== MATERIAL SHOWN ==
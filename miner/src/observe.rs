//! Logging wrappers applied at external call boundaries.
//!
//! Extraction code stays free of log statements; callers wrap each commit
//! load, enrichment, embedding and persistence call in [`observe`] and each
//! whole-commit extraction in [`observe_extraction`].

use std::fmt::Display;
use std::future::Future;
use std::time::Instant;

use crate::extraction::ExtractionResult;

/// Await `fut`, logging its duration and outcome. Success is logged at
/// debug level, failure at warn.
pub async fn observe<T, E, F>(operation: &'static str, subject: &str, fut: F) -> Result<T, E>
where
    F: Future<Output = Result<T, E>>,
    E: Display,
{
    let start = Instant::now();
    let result = fut.await;
    let elapsed_ms = start.elapsed().as_millis() as u64;

    match &result {
        Ok(_) => tracing::debug!(operation, subject, elapsed_ms, "ok"),
        Err(e) => tracing::warn!(operation, subject, elapsed_ms, error = %e, "failed"),
    }
    result
}

/// Like [`observe`] for a whole commit, logging the extraction summary at
/// info level.
pub async fn observe_extraction<E, F>(commit_id: &str, fut: F) -> Result<ExtractionResult, E>
where
    F: Future<Output = Result<ExtractionResult, E>>,
    E: Display,
{
    let result = fut.await;

    match &result {
        Ok(r) => tracing::info!(
            commit = commit_id,
            message_drafts = r.stats.message_drafts,
            diff_drafts = r.stats.diff_drafts,
            created = r.stats.total_created,
            enriched = r.stats.enriched_count,
            elapsed_ms = r.stats.elapsed_ms,
            "Extracted commit"
        ),
        Err(e) => tracing::error!(commit = commit_id, error = %e, "Extraction failed"),
    }
    result
}

#[cfg(test)]
mod tests {
    use super::*;

    #[tokio::test]
    async fn test_observe_passes_results_through() {
        let ok: Result<u32, String> = observe("load", "abc", async { Ok(7) }).await;
        assert_eq!(ok, Ok(7));

        let err: Result<u32, String> =
            observe("load", "abc", async { Err("boom".to_string()) }).await;
        assert_eq!(err, Err("boom".to_string()));
    }
}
===
### PROBLEM DESCRIPTION
Exactly reproduce the lines of the data above that run from the line containing "Err(e) => tracing::error!(commit" through the final one.

### ANSWER FOR THIS EXERCISE
        Err(e) => tracing::error!(commit = commit_id, error = %e, "Extraction failed"),
    }
    result
}

#[cfg(test)]
mod tests {
    use super::*;

    #[tokio::test]
    async fn test_observe_passes_results_through() {
        let ok: Result<u32, String> = observe("load", "abc", async { Ok(7) }).await;
        assert_eq!(ok, Ok(7));

        let err: Result<u32, String> =
            observe("load", "abc", async { Err("boom".to_string()) }).await;
        assert_eq!(err, Err("boom".to_string()));
    }
}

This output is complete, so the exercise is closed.